Cambodia: Finance for Women Easier
Cambodia , November, 16 2016 -
Acleda Bank, a leading locally-owned commercial bank, has received a $30 million loan from the Overseas Private Investment Corporation, the US government’s development finance institution, through Goldman Sachs’ 10,000 Women and the International Finance Corporation’s Banking on Women program for supporting women-owned small and medium-sized businesses in Cambodia.
The agreement was signed between Acleda Bank and three other institutions early this month, according to the bank.
The loan will be used to provide women-owned start-ups with loans for working capital, expansion capital and equipment.
The project will leverage Goldman Sachs’ 10,000 Women and the IFC’s joint Women Entrepreneurs Opportunity Facility (WEOF) to incentivise Acleda to finance underserved women-owned enterprises.
Elizabeth L. Littlefield, the OPIC president and chief executive officer, said the number one barrier to women entrepreneurs and small businesses is a lack of access to capital.
When it comes to starting a business, keeping a business running or growing a business, women are forced to do more with less. Or they decide not to start their business at all.
“I'm proud to join Goldman Sachs’ 10,000 Women, IFC and Acleda Bank to provide capital, support and resources for women-owned businesses in Cambodia,” she said.
“Together, this facility will help bring women into the market and grow their ideas into businesses.”
IFC global director, Financial Institutions Group, Marcos Brujis welcomed these new commitments, which will help to close the financing gap for women in Cambodia.
“Working together in these focused partnerships, as key players in the finance industry, we can make a tremendous difference,” he said.
“Financial inclusion for women is critical to economic prosperity and the IFC's Banking on Women program is committed to achieving this in a profitable and sustainable manner.”
In Channy, the president and group managing director of Acleda, said his bank had worked with 439,544 active borrowing customers of which half were women as of September this year.

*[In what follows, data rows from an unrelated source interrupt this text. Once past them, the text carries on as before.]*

//! Error types for admin export

use crate::contenttypes::ContentTypeId;
use thiserror::Error;

/// Admin export error type
#[derive(Debug, Error)]
pub enum AdminError {
	/// No content type with this id exists
	#[error("ContentType {0} does not exist")]
	ContentTypeNotFound(ContentTypeId),

	/// Content type exists but its model has no admin registration
	#[error("Model '{0}' is not registered with admin")]
	ModelNotRegistered(String),

	/// A required query or form parameter is absent
	#[error("Missing required parameter: {0}")]
	MissingParameter(String),

	/// A parameter is present but malformed
	#[error("Invalid parameter: {0}")]
	InvalidParameter(String),

	/// `session_key` names nothing in the current session
	#[error("No value stored in session under '{0}'")]
	SessionValueNotFound(String),

	/// Permission denied
	#[error("Permission denied: {0}")]
	PermissionDenied(String),

	/// Record store error
	#[error("Record store error: {0}")]
	StoreError(String),

	/// Template rendering error
	#[error("Template rendering error: {0}")]
	TemplateError(String),

	/// CSV or spreadsheet writer error
	#[error("Export error: {0}")]
	ExportError(String),
}

impl AdminError {
	/// HTTP status code this error maps to
	///
	/// # Examples
	///
	/// ```
	/// use admin_export_core::AdminError;
	///
	/// assert_eq!(AdminError::ContentTypeNotFound(7).status_code(), 404);
	/// assert_eq!(AdminError::MissingParameter("ids".into()).status_code(), 400);
	/// assert_eq!(AdminError::StoreError("boom".into()).status_code(), 500);
	/// ```
	pub fn status_code(&self) -> u16 {
		match self {
			AdminError::ContentTypeNotFound(_) | AdminError::ModelNotRegistered(_) => 404,
			AdminError::MissingParameter(_)
			| AdminError::InvalidParameter(_)
			| AdminError::SessionValueNotFound(_) => 400,
			AdminError::PermissionDenied(_) => 403,
			AdminError::StoreError(_) | AdminError::TemplateError(_) | AdminError::ExportError(_) => {
				500
			}
		}
	}

	/// Message safe to show to a client
	///
	/// Internal details of 500-class errors are hidden.
	pub fn client_message(&self) -> String {
		match self {
			AdminError::StoreError(_) => "Record store operation failed".to_string(),
			AdminError::TemplateError(_) => "Template rendering failed".to_string(),
			AdminError::ExportError(_) => "Export failed".to_string(),
			other => other.to_string(),
		}
	}

	/// Whether this error is a server-side failure
	pub fn is_server_error(&self) -> bool {
		self.status_code() >= 500
	}
}

impl From<csv::Error> for AdminError {
	fn from(err: csv::Error) -> Self {
		AdminError::ExportError(format!("CSV: {}", err))
	}
}

impl From<rust_xlsxwriter::XlsxError> for AdminError {
	fn from(err: rust_xlsxwriter::XlsxError) -> Self {
		AdminError::ExportError(format!("XLSX: {}", err))
	}
}

impl From<tera::Error> for AdminError {
	fn from(err: tera::Error) -> Self {
		AdminError::TemplateError(err.to_string())
	}
}

/// Result type for admin export operations
pub type AdminResult<T> = Result<T, AdminError>;

#[cfg(test)]
mod tests {
	use super::*;
	use rstest::rstest;

	#[rstest]
	#[case(AdminError::ContentTypeNotFound(3), 404)]
	#[case(AdminError::ModelNotRegistered("shop.customer".into()), 404)]
	#[case(AdminError::MissingParameter("ct".into()), 400)]
	#[case(AdminError::InvalidParameter("ct".into()), 400)]
	#[case(AdminError::SessionValueNotFound("k".into()), 400)]
	#[case(AdminError::PermissionDenied("nope".into()), 403)]
	#[case(AdminError::TemplateError("bad".into()), 500)]
	fn test_status_codes(#[case] err: AdminError, #[case] status: u16) {
		assert_eq!(err.status_code(), status);
	}

	#[test]
	fn test_store_error_hides_details() {
		let err = AdminError::StoreError("connection refused at 10.0.0.3".into());
		let message = err.client_message();

		assert_eq!(message, "Record store operation failed");
		assert!(!message.contains("10.0.0.3"));
		assert!(err.is_server_error());
	}

	#[test]
	fn test_client_message_keeps_client_errors() {
		let err = AdminError::ModelNotRegistered("shop.customer".into());
		assert_eq!(
			err.client_message(),
			"Model 'shop.customer' is not registered with admin"
		);
		assert!(!err.is_server_error());
	}
}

“The best thing about women, they have been very associated with business expertise and financial management talents from households to businesses. These will help them manage their enterprises effectively and efficiently, like other entrepreneurs,” said Mr. Channy. “They have faced common barriers of limited access to finance, but culturally barriers might establish additional hindrances for women entrepreneurs than their peers of entrepreneurs.
“OPIC, Goldman Sachs’ 10,000 Women and IFC syndicated finance joining forces with Acleda Bank will significantly broaden financial resources and access for those keen women entrepreneurs in Cambodia,” he added.

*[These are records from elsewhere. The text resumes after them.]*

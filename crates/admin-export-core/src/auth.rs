//! Acting user and model permissions

use crate::contenttypes::ContentType;
use serde::{Deserialize, Serialize};
use std::collections::HashSet;
use std::fmt;

/// Permission actions on a model
#[derive(Debug, Clone, Copy, PartialEq, Eq, Hash)]
pub enum PermissionAction {
	View,
	Add,
	Change,
	Delete,
}

impl PermissionAction {
	pub fn as_str(&self) -> &'static str {
		match self {
			PermissionAction::View => "view",
			PermissionAction::Add => "add",
			PermissionAction::Change => "change",
			PermissionAction::Delete => "delete",
		}
	}
}

impl fmt::Display for PermissionAction {
	fn fmt(&self, f: &mut fmt::Formatter<'_>) -> fmt::Result {
		f.write_str(self.as_str())
	}
}

/// Permission codename helpers
pub struct ContentTypePermission;

impl ContentTypePermission {
	/// Format a permission codename as `app_label.action_model`
	///
	/// # Examples
	///
	/// ```
	/// use admin_export_core::{ContentType, ContentTypePermission, PermissionAction};
	///
	/// let ct = ContentType::new("shop", "Customer");
	/// assert_eq!(
	///     ContentTypePermission::format(&ct, PermissionAction::View),
	///     "shop.view_customer"
	/// );
	/// ```
	pub fn format(content_type: &ContentType, action: PermissionAction) -> String {
		format!(
			"{}.{}_{}",
			content_type.app_label.to_lowercase(),
			action,
			content_type.model.to_lowercase()
		)
	}
}

fn default_true() -> bool {
	true
}

/// The user on whose behalf an export runs
///
/// Stored in the session under `_auth_user`. A missing entry means an
/// anonymous user with no permissions.
#[derive(Debug, Clone, PartialEq, Eq, Serialize, Deserialize)]
pub struct User {
	pub username: String,
	#[serde(default = "default_true")]
	pub is_active: bool,
	#[serde(default)]
	pub is_staff: bool,
	#[serde(default)]
	pub is_superuser: bool,
	#[serde(default)]
	pub permissions: HashSet<String>,
}

impl User {
	/// Active, non-staff user with no permissions
	pub fn new(username: impl Into<String>) -> Self {
		Self {
			username: username.into(),
			is_active: true,
			is_staff: false,
			is_superuser: false,
			permissions: HashSet::new(),
		}
	}

	/// The anonymous user
	pub fn anonymous() -> Self {
		Self {
			username: String::new(),
			is_active: false,
			is_staff: false,
			is_superuser: false,
			permissions: HashSet::new(),
		}
	}

	/// Active staff superuser
	pub fn superuser(username: impl Into<String>) -> Self {
		Self {
			is_staff: true,
			is_superuser: true,
			..Self::new(username)
		}
	}

	pub fn with_staff(mut self, is_staff: bool) -> Self {
		self.is_staff = is_staff;
		self
	}

	pub fn with_permission(mut self, codename: impl Into<String>) -> Self {
		self.permissions.insert(codename.into());
		self
	}

	pub fn is_anonymous(&self) -> bool {
		self.username.is_empty()
	}

	/// Whether the user may use the admin console at all
	pub fn is_active_staff(&self) -> bool {
		self.is_active && self.is_staff
	}

	/// Check a permission codename
	///
	/// Inactive users have no permissions; active superusers have all of them.
	pub fn has_perm(&self, codename: &str) -> bool {
		if !self.is_active {
			return false;
		}
		self.is_superuser || self.permissions.contains(codename)
	}

	/// Check a model permission for the given action
	pub fn has_model_perm(&self, content_type: &ContentType, action: PermissionAction) -> bool {
		self.has_perm(&ContentTypePermission::format(content_type, action))
	}

	/// `view` or `change` permission on the model
	pub fn can_view_or_change(&self, content_type: &ContentType) -> bool {
		self.has_model_perm(content_type, PermissionAction::View)
			|| self.has_model_perm(content_type, PermissionAction::Change)
	}
}

impl Default for User {
	fn default() -> Self {
		Self::anonymous()
	}
}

Neav Chanthana, the deputy governor of the National Bank of Cambodia, said in July that economic empowerment increases women’s access to economic resources and opportunities including jobs, financial services, property and other productive assets, skills development and market information.
She said that in Cambodia, only 61 percent of women are able to access financial services from banks and microfinance institutions.
The rate is the same percentage as in Myanmar, while in Laos it is 45 percent. The highest in the Greater Mekong Subregion was Thailand, she pointed out, with 90 percent of women being able to access services offered by financial institutions.
“Their inclusion in the microfinance and banking sector is crucial for the country’s economy,” she said.
The Asian Development Bank said in a report that women’s businesses account for only 40 percent of total business revenue and 51 percent of total business profits.
“Women’s businesses therefore are on average smaller and less profitable than male-run businesses,” the report said.